* [RECORDS FOR THIS TASK]:
//! Quota-gated key-value service.
//!
//! Requests touch the fast layer only, except deletes which also remove the
//! durable row. The durable layer otherwise catches up through the sync
//! engine within one sync period.

use std::sync::Arc;

use tessera_core::{
    ActionClass, EntryKey, Payload, TenantId, TesseraError, TesseraResult, ValidationError,
};
use tessera_storage::{DurableStore, FastStore};

use crate::quota::QuotaLimiter;
use crate::telemetry::METRICS;

/// Request-path façade over the two store layers.
#[derive(Clone)]
pub struct KvService {
    fast: Arc<dyn FastStore>,
    durable: Arc<dyn DurableStore>,
    limiter: QuotaLimiter,
}

impl KvService {
    pub fn new(
        fast: Arc<dyn FastStore>,
        durable: Arc<dyn DurableStore>,
        limiter: QuotaLimiter,
    ) -> Self {
        Self {
            fast,
            durable,
            limiter,
        }
    }

    pub fn fast(&self) -> &Arc<dyn FastStore> {
        &self.fast
    }

    pub fn durable(&self) -> &Arc<dyn DurableStore> {
        &self.durable
    }

    pub fn limiter(&self) -> &QuotaLimiter {
        &self.limiter
    }

    /// Store `body` under `(tenant, key)`.
    ///
    /// The payload is validated before any quota is consumed, so a rejected
    /// body never costs the tenant a write unit.
    pub async fn put(
        &self,
        tenant: &TenantId,
        key: &EntryKey,
        body: impl Into<Vec<u8>>,
    ) -> TesseraResult<()> {
        let result = self.put_inner(tenant, key, body.into()).await;
        observe("put", &result);
        result
    }

    async fn put_inner(&self, tenant: &TenantId, key: &EntryKey, body: Vec<u8>) -> TesseraResult<()> {
        let payload = Payload::parse(body)?;
        self.admit(tenant, ActionClass::Write).await?;
        self.fast.put(tenant, key, payload.as_bytes()).await?;
        tracing::debug!(tenant = %tenant, key = %key, bytes = payload.len(), "Stored entry");
        Ok(())
    }

    /// Read the current value of `(tenant, key)` from the fast layer.
    pub async fn get(&self, tenant: &TenantId, key: &EntryKey) -> TesseraResult<Vec<u8>> {
        let result = self.get_inner(tenant, key).await;
        observe("get", &result);
        result
    }

    async fn get_inner(&self, tenant: &TenantId, key: &EntryKey) -> TesseraResult<Vec<u8>> {
        self.admit(tenant, ActionClass::Read).await?;
        self.fast
            .get(tenant, key)
            .await?
            .ok_or_else(|| TesseraError::NotFound {
                tenant: tenant.to_string(),
                key: key.to_string(),
            })
    }

    /// Remove `(tenant, key)` from both layers.
    ///
    /// Deleting an absent key succeeds. If the durable removal fails after
    /// the fast removal succeeded, the error is returned and the fast-layer
    /// removal stays in place; the durable row is cleaned up by a later
    /// delete or by eviction.
    pub async fn delete(&self, tenant: &TenantId, key: &EntryKey) -> TesseraResult<()> {
        let result = self.delete_inner(tenant, key).await;
        observe("delete", &result);
        result
    }

    async fn delete_inner(&self, tenant: &TenantId, key: &EntryKey) -> TesseraResult<()> {
        self.admit(tenant, ActionClass::Write).await?;
        self.fast.remove(tenant, key).await?;
        if let Err(e) = self.durable.delete(tenant, key).await {
            tracing::error!(
                tenant = %tenant,
                key = %key,
                error = %e,
                "Durable delete failed after fast-layer removal"
            );
            return Err(e);
        }
        tracing::debug!(tenant = %tenant, key = %key, "Deleted entry");
        Ok(())
    }

    async fn admit(&self, tenant: &TenantId, action: ActionClass) -> TesseraResult<()> {
        if self.limiter.allow(tenant, action).await {
            Ok(())
        } else {
            Err(TesseraError::QuotaExceeded {
                tenant: tenant.to_string(),
                action,
            })
        }
    }
}

/// Metric status label for a request outcome.
fn status_label<T>(result: &TesseraResult<T>) -> &'static str {
    match result {
        Ok(_) => "ok",
        Err(TesseraError::QuotaExceeded { .. }) => "quota_exceeded",
        Err(TesseraError::Validation(ValidationError::InvalidValue { .. })) => "invalid_input",
        Err(TesseraError::Validation(_)) => "invalid_payload",
        Err(TesseraError::NotFound { .. }) => "not_found",
        Err(TesseraError::Storage(_)) => "store_unavailable",
    }
}

fn observe<T>(op: &str, result: &TesseraResult<T>) {
    if let Ok(metrics) = METRICS.as_ref() {
        metrics.record_kv_request(op, status_label(result));
    }
}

* [YOUR INSTRUCTIONS]:
Check each line of the entries for the string "ActionClass". Copy the lines that have it.

* [OUTPUT BELOW]:
    ActionClass, EntryKey, Payload, TenantId, TesseraError, TesseraResult, ValidationError,
        self.admit(tenant, ActionClass::Write).await?;
        self.admit(tenant, ActionClass::Read).await?;
        self.admit(tenant, ActionClass::Write).await?;
    async fn admit(&self, tenant: &TenantId, action: ActionClass) -> TesseraResult<()> {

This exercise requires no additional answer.